Please state how many lines of the material contain "bail", giving nothing but the number.

━━━━

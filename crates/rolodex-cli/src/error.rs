use anyhow::Error;
use rolodex_bridge::BridgeError;
use rolodex_config::ConfigError;
use rolodex_core::CoreError;
use std::process::ExitCode;
use thiserror::Error as ThisError;

pub const EXIT_FAILURE: u8 = 1;
pub const EXIT_NOT_FOUND: u8 = 2;
pub const EXIT_INVALID_INPUT: u8 = 3;

#[derive(Debug, ThisError)]
pub enum CliError {
    #[error("not found: {0}")]
    NotFound(String),
}

pub fn not_found(message: impl Into<String>) -> Error {
    CliError::NotFound(message.into()).into()
}

pub fn report_error(err: &Error, verbose: bool) {
    if verbose {
        eprintln!("error: {:#}", err);
    } else {
        eprintln!("error: {}", err);
    }
}

pub fn exit_code_for(err: &Error) -> ExitCode {
    for cause in err.chain() {
        if let Some(CliError::NotFound(_)) = cause.downcast_ref::<CliError>() {
            return ExitCode::from(EXIT_NOT_FOUND);
        }
        if let Some(bridge_err) = cause.downcast_ref::<BridgeError>() {
            return ExitCode::from(bridge_exit_code(bridge_err));
        }
        if let Some(config_err) = cause.downcast_ref::<ConfigError>() {
            return ExitCode::from(config_exit_code(config_err));
        }
        if cause.downcast_ref::<CoreError>().is_some() {
            return ExitCode::from(EXIT_INVALID_INPUT);
        }
    }
    ExitCode::from(EXIT_FAILURE)
}

fn bridge_exit_code(err: &BridgeError) -> u8 {
    match err {
        BridgeError::InvalidInput(_) => EXIT_INVALID_INPUT,
        BridgeError::Script(_) | BridgeError::Io(_) | BridgeError::Utf8 => EXIT_FAILURE,
    }
}

fn config_exit_code(err: &ConfigError) -> u8 {
    match err {
        ConfigError::MissingHomeDir => EXIT_FAILURE,
        ConfigError::InvalidConfigPath(_)
        | ConfigError::MissingConfigFile(_)
        | ConfigError::InvalidTimeout(_)
        | ConfigError::InvalidListLimit(_)
        | ConfigError::Read { .. }
        | ConfigError::Parse { .. } => EXIT_INVALID_INPUT,
    }
}
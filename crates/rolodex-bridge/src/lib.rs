pub mod error;
pub mod runner;
pub mod script;
pub mod service;

pub use error::{BridgeError, Result};
pub use runner::{ExecRunner, ScriptRunner};
pub use service::{AddressBook, BridgeOptions};
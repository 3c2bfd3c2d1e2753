use anyhow::Result;
use rolodex_bridge::AddressBook;
use serde::Serialize;
use std::io::{self, Write};

pub mod completions;
pub mod contacts;
pub mod groups;
pub mod lookup;
pub mod status;

pub struct Context<'a> {
    pub book: &'a AddressBook,
    pub json: bool,
}

pub fn print_json<T: Serialize>(value: &T) -> Result<()> {
    let mut stdout = io::stdout().lock();
    serde_json::to_writer_pretty(&mut stdout, value)?;
    writeln!(stdout)?;
    Ok(())
}
use assert_cmd::cargo::cargo_bin_cmd;
use serde_json::Value;

#[test]
fn create_without_identity_fails_before_any_script() {
    let output = cargo_bin_cmd!("rolodex")
        .args(["create", "--email", "ada@example.com"])
        .output()
        .expect("run command");
    assert_eq!(output.status.code(), Some(3));
    let stderr = String::from_utf8(output.stderr).expect("utf8");
    assert!(stderr.contains("invalid input"), "stderr: {stderr}");
}

#[test]
fn update_without_fields_is_a_noop() {
    let output = cargo_bin_cmd!("rolodex")
        .args(["update", "some-id"])
        .output()
        .expect("run command");
    assert!(output.status.success(), "command failed: {output:?}");
    let stdout = String::from_utf8(output.stdout).expect("utf8");
    assert!(stdout.contains("no update applied"), "stdout: {stdout}");
}

#[test]
fn update_without_fields_reports_json_failure_flag() {
    let output = cargo_bin_cmd!("rolodex")
        .args(["--json", "update", "some-id"])
        .output()
        .expect("run command");
    assert!(output.status.success(), "command failed: {output:?}");
    let value: Value = serde_json::from_slice(&output.stdout).expect("parse json");
    assert_eq!(value["success"], Value::Bool(false));
}

#[test]
fn lookup_without_digits_reports_unknown() {
    let output = cargo_bin_cmd!("rolodex")
        .args(["lookup", "no digits here"])
        .output()
        .expect("run command");
    assert!(output.status.success(), "command failed: {output:?}");
    let stdout = String::from_utf8(output.stdout).expect("utf8");
    assert_eq!(stdout.trim(), "Unknown");
}

#[test]
fn completions_generate_for_bash() {
    let output = cargo_bin_cmd!("rolodex")
        .args(["completions", "bash"])
        .output()
        .expect("run command");
    assert!(output.status.success(), "command failed: {output:?}");
    assert!(!output.stdout.is_empty());
}
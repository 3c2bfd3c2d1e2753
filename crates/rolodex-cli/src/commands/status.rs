use crate::commands::{print_json, Context};
use anyhow::{bail, Result};
use clap::Args;
use rolodex_core::AuthorizationStatus;

#[derive(Debug, Args)]
pub struct StatusArgs {
    /// Print the status only, without guidance
    #[arg(long)]
    pub quiet: bool,
}

#[derive(Debug, Args)]
pub struct AuthorizeArgs {}

pub fn show_status(ctx: &Context<'_>, args: StatusArgs) -> Result<()> {
    let status = ctx.book.authorization_status();
    print_status(ctx, status, args.quiet)
}

pub fn authorize(ctx: &Context<'_>, _args: AuthorizeArgs) -> Result<()> {
    let current = ctx.book.authorization_status();
    let status = if current == AuthorizationStatus::NotDetermined {
        ctx.book.request_access()
    } else {
        current
    };
    print_status(ctx, status, false)?;
    if !status.is_authorized() {
        bail!("contacts access not granted");
    }
    Ok(())
}

fn print_status(ctx: &Context<'_>, status: AuthorizationStatus, quiet: bool) -> Result<()> {
    if ctx.json {
        return print_json(&serde_json::json!({
            "status": status.as_str(),
            "authorized": status.is_authorized(),
        }));
    }
    println!("Contacts access: {}", status.display_name());
    if !quiet && !status.is_authorized() {
        println!("{}", status.guidance());
    }
    Ok(())
}
use crate::commands::{print_json, Context};
use crate::util::print_contact_line;
use anyhow::Result;
use clap::{Args, Subcommand};

#[derive(Debug, Subcommand)]
pub enum GroupsCommand {
    /// List contact groups
    Ls(LsArgs),
    /// List the members of a group
    Members(MembersArgs),
}

#[derive(Debug, Args)]
pub struct LsArgs {}

#[derive(Debug, Args)]
pub struct MembersArgs {
    /// Group name (exact match)
    pub name: String,
}

pub fn list_groups(ctx: &Context<'_>, _args: LsArgs) -> Result<()> {
    let groups = ctx.book.list_groups()?;
    if ctx.json {
        return print_json(&groups);
    }
    if groups.is_empty() {
        println!("no groups");
        return Ok(());
    }
    for group in &groups {
        println!("{}  {}  ({} members)", group.id, group.name, group.member_count);
    }
    Ok(())
}

pub fn group_members(ctx: &Context<'_>, args: MembersArgs) -> Result<()> {
    let members = ctx.book.group_members(&args.name)?;
    if ctx.json {
        return print_json(&members);
    }
    if members.is_empty() {
        println!("no contacts in group '{}'", args.name);
        return Ok(());
    }
    for contact in &members {
        print_contact_line(contact);
    }
    Ok(())
}
use rolodex_core::Contact;

pub fn print_contact_line(contact: &Contact) {
    let email = contact.emails.first().map(String::as_str).unwrap_or("-");
    let phone = contact.phones.first().map(String::as_str).unwrap_or("-");
    println!("{}  {}  {}  {}", contact.id, contact.full_name, email, phone);
}

pub fn print_contact_detail(contact: &Contact) {
    println!("id: {}", contact.id);
    println!("name: {}", contact.full_name);
    if let Some(org) = contact.organization.as_deref() {
        println!("organization: {}", org);
    }
    if let Some(title) = contact.job_title.as_deref() {
        println!("job title: {}", title);
    }
    if !contact.emails.is_empty() {
        println!("emails: {}", contact.emails.join(", "));
    }
    if !contact.phones.is_empty() {
        println!("phones: {}", contact.phones.join(", "));
    }
    if let Some(birthday) = contact.birthday.as_deref() {
        println!("birthday: {}", birthday);
    }
    if !contact.addresses.is_empty() {
        println!("addresses:");
        for address in &contact.addresses {
            println!("  - {}", address);
        }
    }
    if let Some(note) = contact.note.as_deref() {
        println!("note: {}", note);
    }
}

━━━━

**Response area**.
2